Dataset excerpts
■ ■ ■ ■
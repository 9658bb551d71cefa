//! Read operations for the stock sightings table.

use sqlx::PgPool;

use super::types::{StockSightingRow, TableName};

/// Most recent sightings, newest first, optionally narrowed to one SKU.
///
/// # Errors
///
/// Returns [`sqlx::Error`] if the query fails.
pub async fn list_recent_sightings(
    pool: &PgPool,
    table: &TableName,
    sku: Option<&str>,
    limit: i64,
) -> Result<Vec<StockSightingRow>, sqlx::Error> {
    let sql = format!(
        "SELECT id, refresh_date, zip_code, sku, store_id, name, address, city, state, \
                postal_code, store_type, low_stock, distance, created_at \
         FROM {table} \
         WHERE ($1::text IS NULL OR sku = $1) \
         ORDER BY id DESC \
         LIMIT $2"
    );

    sqlx::query_as::<_, StockSightingRow>(&sql)
        .bind(sku)
        .bind(limit)
        .fetch_all(pool)
        .await
}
■ ■ ■ ■
**PROBLEM STATEMENT**
All lines from the one with "postal_code, store_type, low_stock, distance, created_at" through the final line above are to be quoted exactly; quote no other line.

**EXERCISE RESULT**
                postal_code, store_type, low_stock, distance, created_at \
         FROM {table} \
         WHERE ($1::text IS NULL OR sku = $1) \
         ORDER BY id DESC \
         LIMIT $2"
    );

    sqlx::query_as::<_, StockSightingRow>(&sql)
        .bind(sku)
        .bind(limit)
        .fetch_all(pool)
        .await
}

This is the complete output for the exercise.